I’ve gotten used to thinking of the B2B marketing automation industry as entering a consolidation phase, during which a handful of dominant vendors emerge and small vendors drop away. That’s why I was a bit surprised when yesterday’s blog post showed that the “big four” industry vendors (Infusionsoft, HubSpot, Marketo, and Eloqua) are actually growing slower than the “next four” largest (Pardot, Act-On Software, Net-Results, and SalesFusion)*. In other words, the industry is becoming less concentrated, at least for the moment.

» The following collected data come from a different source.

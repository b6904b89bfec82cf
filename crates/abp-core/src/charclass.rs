//! Byte classification tables
//!
//! Three read-only lookup tables drive both the compiler and the VM:
//! which bytes may appear in a filter pattern, which bytes satisfy the
//! ABP `^` separator, and which bytes may appear in a URL scheme.
//! Byte 0 doubles as the end-of-string terminator and is a separator.

// =============================================================================
// Tables
// =============================================================================

/// Legal URL characters (RFC 3986 printable ASCII).
pub static URL_CHAR: [bool; 256] = build_url_char();

/// ABP separator characters, including the terminator byte.
pub static SEPARATOR: [bool; 256] = build_separator();

/// Legal URL scheme characters.
pub static SCHEME_CHAR: [bool; 256] = build_scheme_char();

const fn build_url_char() -> [bool; 256] {
    let mut table = [false; 256];
    let mut b = 0x21;
    while b < 0x7f {
        table[b] = true;
        b += 1;
    }

    let excluded = b"\"<>\\^`{|}";
    let mut i = 0;
    while i < excluded.len() {
        table[excluded[i] as usize] = false;
        i += 1;
    }
    table
}

const fn build_separator() -> [bool; 256] {
    let mut table = [false; 256];
    let mut b = 0;
    while b < 0x80 {
        let c = b as u8;
        table[b] = !(c.is_ascii_alphanumeric() || c == b'_' || c == b'-' || c == b'.' || c == b'%');
        b += 1;
    }
    table
}

const fn build_scheme_char() -> [bool; 256] {
    let mut table = [false; 256];
    let mut b = 0;
    while b < 0x80 {
        let c = b as u8;
        table[b] = c.is_ascii_alphanumeric() || c == b'+' || c == b'-' || c == b'.';
        b += 1;
    }
    table
}

// =============================================================================
// Lookups
// =============================================================================

/// Check if a byte may appear in a filter pattern.
#[inline]
pub fn is_url_char(c: u8) -> bool {
    URL_CHAR[c as usize]
}

/// Check if a byte satisfies the `^` separator.
#[inline]
pub fn is_separator(c: u8) -> bool {
    SEPARATOR[c as usize]
}

/// Check if a byte may appear in a URL scheme.
#[inline]
pub fn is_scheme_char(c: u8) -> bool {
    SCHEME_CHAR[c as usize]
}

#[cfg(test)]
mod tests {
    use super::*;

    #[test]
    fn test_url_char() {
        for c in b"abcXYZ019-._~:/?#[]@!$&'()*+,;=%" {
            assert!(is_url_char(*c), "{} should be legal", *c as char);
        }
        for c in b" \"<>\\^`{|}" {
            assert!(!is_url_char(*c), "{} should be illegal", *c as char);
        }
        assert!(!is_url_char(0));
        assert!(!is_url_char(b'\t'));
        assert!(!is_url_char(0x7f));
        assert!(!is_url_char(0xc3));
    }

    #[test]
    fn test_separator() {
        assert!(is_separator(0));
        for c in b"/?&=:^!@[]{}| " {
            assert!(is_separator(*c), "{} should separate", *c as char);
        }
        for c in b"azAZ09_-.%" {
            assert!(!is_separator(*c), "{} should not separate", *c as char);
        }
        assert!(!is_separator(0xe3));
    }

    #[test]
    fn test_scheme_char() {
        for c in b"httpsHTTPS09+-." {
            assert!(is_scheme_char(*c));
        }
        for c in b":/@_ " {
            assert!(!is_scheme_char(*c));
        }
        assert!(!is_scheme_char(0));
    }
}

In fact, this trend extends back for the past two years, which is as far as my VEST data goes. It likely extends still further, and, on reflection, this makes sense: at the start of a new industry, there are just one or two pioneering firms with no competition and, thus, 100% market share. This share can only drop over time as new entrants emerge. It's only in the later stages of consolidation – after crossing Geoffrey Moore’s chasm – that the dominant vendors really take control. For B2B marketing automation, we’re not there yet.
The table below shows all this in glorious detail: the big four vendors grew more slowly on a percentage basis than the next four, even though the big four added more clients in absolute terms. The figures for "other" are a bit misleading because the 2011 and 2012 figures include a few more companies than the 2010 data. But they're directionally correct.
Share of clients somewhat overstates the dominance of the big four because Infusionsoft and Hubspot serve such huge numbers of small companies. Revenue would be a better measure but I don’t have reliable figures for the smaller vendors. I do have employee counts, at least for the top eight companies. They make the next four look more important: while the next four have just 12% of the clients, they have 18% of the employees. This is up from 14% of employees a year ago, so the fundamental story is still the same: the next four are growing faster.
What all this means in concrete terms is that a new vendor can still challenge the current market leaders. Both Pardot and Act-On are doing exactly that. Their success isn’t guaranteed and it’s not clear how much longer the window of opportunity will remain open. But, for now at least, the game isn’t over.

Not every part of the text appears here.